▶ _Task prompt_
The line containing "hashed blob store" marks the start. Return it and every later line of the listing below exactly, ending with the last one.

▶ _Material provided_
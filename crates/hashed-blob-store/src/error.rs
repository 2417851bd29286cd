//! Error types for the hashed blob store

use std::fmt;

#[derive(Debug)]
pub enum StoreError {
    Io(Box<std::io::Error>),
    InvalidPath(String),
    QueueClosed,
    QueueFull,
    Config(String),
}

impl fmt::Display for StoreError {
    fn fmt(&self, f: &mut fmt::Formatter<'_>) -> fmt::Result {
        match self {
            StoreError::Io(err) => write!(f, "IO error: {}", err),
            StoreError::InvalidPath(path) => write!(f, "Invalid store path: {}", path),
            StoreError::QueueClosed => write!(f, "Background queue is closed"),
            StoreError::QueueFull => write!(f, "Background queue is full"),
            StoreError::Config(msg) => write!(f, "Configuration error: {}", msg),
        }
    }
}

impl std::error::Error for StoreError {
    fn source(&self) -> Option<&(dyn std::error::Error + 'static)> {
        match self {
            StoreError::Io(err) => Some(err.as_ref()),
            _ => None,
        }
    }
}

impl From<std::io::Error> for StoreError {
    fn from(err: std::io::Error) -> Self {
        StoreError::Io(Box::new(err))
    }
}

pub type Result<T> = std::result::Result<T, StoreError>;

▶ _Result for this task_
//! Error types for the hashed blob store

use std::fmt;

#[derive(Debug)]
pub enum StoreError {
    Io(Box<std::io::Error>),
    InvalidPath(String),
    QueueClosed,
    QueueFull,
    Config(String),
}

impl fmt::Display for StoreError {
    fn fmt(&self, f: &mut fmt::Formatter<'_>) -> fmt::Result {
        match self {
            StoreError::Io(err) => write!(f, "IO error: {}", err),
            StoreError::InvalidPath(path) => write!(f, "Invalid store path: {}", path),
            StoreError::QueueClosed => write!(f, "Background queue is closed"),
            StoreError::QueueFull => write!(f, "Background queue is full"),
            StoreError::Config(msg) => write!(f, "Configuration error: {}", msg),
        }
    }
}

impl std::error::Error for StoreError {
    fn source(&self) -> Option<&(dyn std::error::Error + 'static)> {
        match self {
            StoreError::Io(err) => Some(err.as_ref()),
            _ => None,
        }
    }
}

impl From<std::io::Error> for StoreError {
    fn from(err: std::io::Error) -> Self {
        StoreError::Io(Box::new(err))
    }
}

pub type Result<T> = std::result::Result<T, StoreError>;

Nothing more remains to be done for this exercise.